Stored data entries
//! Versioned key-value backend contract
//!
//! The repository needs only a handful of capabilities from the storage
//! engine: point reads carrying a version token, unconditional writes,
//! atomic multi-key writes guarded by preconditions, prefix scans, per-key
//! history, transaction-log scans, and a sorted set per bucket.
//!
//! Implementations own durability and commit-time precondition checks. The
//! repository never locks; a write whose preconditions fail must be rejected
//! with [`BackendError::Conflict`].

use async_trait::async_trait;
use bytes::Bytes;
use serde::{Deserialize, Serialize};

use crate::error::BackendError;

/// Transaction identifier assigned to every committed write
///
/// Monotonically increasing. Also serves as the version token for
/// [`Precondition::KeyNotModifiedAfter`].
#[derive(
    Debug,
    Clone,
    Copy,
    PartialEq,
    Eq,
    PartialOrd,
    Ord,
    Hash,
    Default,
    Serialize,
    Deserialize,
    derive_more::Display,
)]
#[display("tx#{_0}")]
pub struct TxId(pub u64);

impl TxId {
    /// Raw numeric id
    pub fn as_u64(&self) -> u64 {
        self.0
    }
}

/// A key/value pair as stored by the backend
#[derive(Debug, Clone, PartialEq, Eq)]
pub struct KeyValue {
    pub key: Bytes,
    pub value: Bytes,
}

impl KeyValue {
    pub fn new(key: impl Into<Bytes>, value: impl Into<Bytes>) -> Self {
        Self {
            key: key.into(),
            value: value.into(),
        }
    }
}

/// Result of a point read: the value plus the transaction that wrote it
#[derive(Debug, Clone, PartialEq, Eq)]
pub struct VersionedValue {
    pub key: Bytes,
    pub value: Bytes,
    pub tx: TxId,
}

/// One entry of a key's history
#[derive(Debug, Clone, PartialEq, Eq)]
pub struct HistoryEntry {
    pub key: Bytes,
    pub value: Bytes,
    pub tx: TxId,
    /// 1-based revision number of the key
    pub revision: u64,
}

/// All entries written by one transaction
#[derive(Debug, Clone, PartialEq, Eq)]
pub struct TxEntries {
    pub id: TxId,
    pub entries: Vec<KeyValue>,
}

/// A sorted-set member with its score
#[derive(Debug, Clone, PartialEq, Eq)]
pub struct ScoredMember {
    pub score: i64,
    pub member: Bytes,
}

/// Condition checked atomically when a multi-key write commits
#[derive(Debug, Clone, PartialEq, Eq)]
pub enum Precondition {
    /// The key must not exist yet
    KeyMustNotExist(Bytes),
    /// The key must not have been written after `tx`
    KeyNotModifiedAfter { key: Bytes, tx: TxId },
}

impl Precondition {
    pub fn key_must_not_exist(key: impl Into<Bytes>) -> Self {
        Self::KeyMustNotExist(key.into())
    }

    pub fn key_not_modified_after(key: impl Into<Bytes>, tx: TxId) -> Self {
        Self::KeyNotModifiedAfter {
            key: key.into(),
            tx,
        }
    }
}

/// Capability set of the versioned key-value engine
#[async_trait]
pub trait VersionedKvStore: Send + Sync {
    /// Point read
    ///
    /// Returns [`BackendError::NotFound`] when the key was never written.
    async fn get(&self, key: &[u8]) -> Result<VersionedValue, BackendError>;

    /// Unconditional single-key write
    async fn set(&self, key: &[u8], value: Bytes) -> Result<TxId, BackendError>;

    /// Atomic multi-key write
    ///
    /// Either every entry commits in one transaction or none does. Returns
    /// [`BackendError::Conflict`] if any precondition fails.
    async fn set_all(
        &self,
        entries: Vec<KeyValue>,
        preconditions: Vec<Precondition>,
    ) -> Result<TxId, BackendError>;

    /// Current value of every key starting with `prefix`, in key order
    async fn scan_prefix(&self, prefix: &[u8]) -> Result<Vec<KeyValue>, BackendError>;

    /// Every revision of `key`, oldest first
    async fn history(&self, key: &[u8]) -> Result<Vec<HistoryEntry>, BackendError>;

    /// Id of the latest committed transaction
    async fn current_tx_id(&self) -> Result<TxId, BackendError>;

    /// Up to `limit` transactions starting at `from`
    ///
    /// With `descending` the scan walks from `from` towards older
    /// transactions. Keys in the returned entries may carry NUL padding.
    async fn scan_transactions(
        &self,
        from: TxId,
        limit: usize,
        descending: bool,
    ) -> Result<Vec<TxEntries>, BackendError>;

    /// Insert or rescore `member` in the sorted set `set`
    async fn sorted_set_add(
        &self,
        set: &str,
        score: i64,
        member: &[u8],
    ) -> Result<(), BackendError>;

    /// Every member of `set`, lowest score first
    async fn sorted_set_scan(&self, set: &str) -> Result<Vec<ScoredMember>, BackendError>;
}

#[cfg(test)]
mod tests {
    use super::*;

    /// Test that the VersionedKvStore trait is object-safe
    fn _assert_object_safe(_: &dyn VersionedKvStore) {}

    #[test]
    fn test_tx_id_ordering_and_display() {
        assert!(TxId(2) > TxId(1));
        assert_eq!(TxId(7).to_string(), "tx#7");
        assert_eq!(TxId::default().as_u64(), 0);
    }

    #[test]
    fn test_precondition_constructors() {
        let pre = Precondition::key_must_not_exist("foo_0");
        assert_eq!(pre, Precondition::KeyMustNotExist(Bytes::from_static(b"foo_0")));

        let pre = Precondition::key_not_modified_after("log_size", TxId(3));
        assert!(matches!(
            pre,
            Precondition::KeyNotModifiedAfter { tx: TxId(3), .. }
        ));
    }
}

Exercise goal: Only an exact transcription of all the records above counts as an answer.

Exercise answer:
//! Versioned key-value backend contract
//!
//! The repository needs only a handful of capabilities from the storage
//! engine: point reads carrying a version token, unconditional writes,
//! atomic multi-key writes guarded by preconditions, prefix scans, per-key
//! history, transaction-log scans, and a sorted set per bucket.
//!
//! Implementations own durability and commit-time precondition checks. The
//! repository never locks; a write whose preconditions fail must be rejected
//! with [`BackendError::Conflict`].

use async_trait::async_trait;
use bytes::Bytes;
use serde::{Deserialize, Serialize};

use crate::error::BackendError;

/// Transaction identifier assigned to every committed write
///
/// Monotonically increasing. Also serves as the version token for
/// [`Precondition::KeyNotModifiedAfter`].
#[derive(
    Debug,
    Clone,
    Copy,
    PartialEq,
    Eq,
    PartialOrd,
    Ord,
    Hash,
    Default,
    Serialize,
    Deserialize,
    derive_more::Display,
)]
#[display("tx#{_0}")]
pub struct TxId(pub u64);

impl TxId {
    /// Raw numeric id
    pub fn as_u64(&self) -> u64 {
        self.0
    }
}

/// A key/value pair as stored by the backend
#[derive(Debug, Clone, PartialEq, Eq)]
pub struct KeyValue {
    pub key: Bytes,
    pub value: Bytes,
}

impl KeyValue {
    pub fn new(key: impl Into<Bytes>, value: impl Into<Bytes>) -> Self {
        Self {
            key: key.into(),
            value: value.into(),
        }
    }
}

/// Result of a point read: the value plus the transaction that wrote it
#[derive(Debug, Clone, PartialEq, Eq)]
pub struct VersionedValue {
    pub key: Bytes,
    pub value: Bytes,
    pub tx: TxId,
}

/// One entry of a key's history
#[derive(Debug, Clone, PartialEq, Eq)]
pub struct HistoryEntry {
    pub key: Bytes,
    pub value: Bytes,
    pub tx: TxId,
    /// 1-based revision number of the key
    pub revision: u64,
}

/// All entries written by one transaction
#[derive(Debug, Clone, PartialEq, Eq)]
pub struct TxEntries {
    pub id: TxId,
    pub entries: Vec<KeyValue>,
}

/// A sorted-set member with its score
#[derive(Debug, Clone, PartialEq, Eq)]
pub struct ScoredMember {
    pub score: i64,
    pub member: Bytes,
}

/// Condition checked atomically when a multi-key write commits
#[derive(Debug, Clone, PartialEq, Eq)]
pub enum Precondition {
    /// The key must not exist yet
    KeyMustNotExist(Bytes),
    /// The key must not have been written after `tx`
    KeyNotModifiedAfter { key: Bytes, tx: TxId },
}

impl Precondition {
    pub fn key_must_not_exist(key: impl Into<Bytes>) -> Self {
        Self::KeyMustNotExist(key.into())
    }

    pub fn key_not_modified_after(key: impl Into<Bytes>, tx: TxId) -> Self {
        Self::KeyNotModifiedAfter {
            key: key.into(),
            tx,
        }
    }
}

/// Capability set of the versioned key-value engine
#[async_trait]
pub trait VersionedKvStore: Send + Sync {
    /// Point read
    ///
    /// Returns [`BackendError::NotFound`] when the key was never written.
    async fn get(&self, key: &[u8]) -> Result<VersionedValue, BackendError>;

    /// Unconditional single-key write
    async fn set(&self, key: &[u8], value: Bytes) -> Result<TxId, BackendError>;

    /// Atomic multi-key write
    ///
    /// Either every entry commits in one transaction or none does. Returns
    /// [`BackendError::Conflict`] if any precondition fails.
    async fn set_all(
        &self,
        entries: Vec<KeyValue>,
        preconditions: Vec<Precondition>,
    ) -> Result<TxId, BackendError>;

    /// Current value of every key starting with `prefix`, in key order
    async fn scan_prefix(&self, prefix: &[u8]) -> Result<Vec<KeyValue>, BackendError>;

    /// Every revision of `key`, oldest first
    async fn history(&self, key: &[u8]) -> Result<Vec<HistoryEntry>, BackendError>;

    /// Id of the latest committed transaction
    async fn current_tx_id(&self) -> Result<TxId, BackendError>;

    /// Up to `limit` transactions starting at `from`
    ///
    /// With `descending` the scan walks from `from` towards older
    /// transactions. Keys in the returned entries may carry NUL padding.
    async fn scan_transactions(
        &self,
        from: TxId,
        limit: usize,
        descending: bool,
    ) -> Result<Vec<TxEntries>, BackendError>;

    /// Insert or rescore `member` in the sorted set `set`
    async fn sorted_set_add(
        &self,
        set: &str,
        score: i64,
        member: &[u8],
    ) -> Result<(), BackendError>;

    /// Every member of `set`, lowest score first
    async fn sorted_set_scan(&self, set: &str) -> Result<Vec<ScoredMember>, BackendError>;
}

#[cfg(test)]
mod tests {
    use super::*;

    /// Test that the VersionedKvStore trait is object-safe
    fn _assert_object_safe(_: &dyn VersionedKvStore) {}

    #[test]
    fn test_tx_id_ordering_and_display() {
        assert!(TxId(2) > TxId(1));
        assert_eq!(TxId(7).to_string(), "tx#7");
        assert_eq!(TxId::default().as_u64(), 0);
    }

    #[test]
    fn test_precondition_constructors() {
        let pre = Precondition::key_must_not_exist("foo_0");
        assert_eq!(pre, Precondition::KeyMustNotExist(Bytes::from_static(b"foo_0")));

        let pre = Precondition::key_not_modified_after("log_size", TxId(3));
        assert!(matches!(
            pre,
            Precondition::KeyNotModifiedAfter { tx: TxId(3), .. }
        ));
    }
}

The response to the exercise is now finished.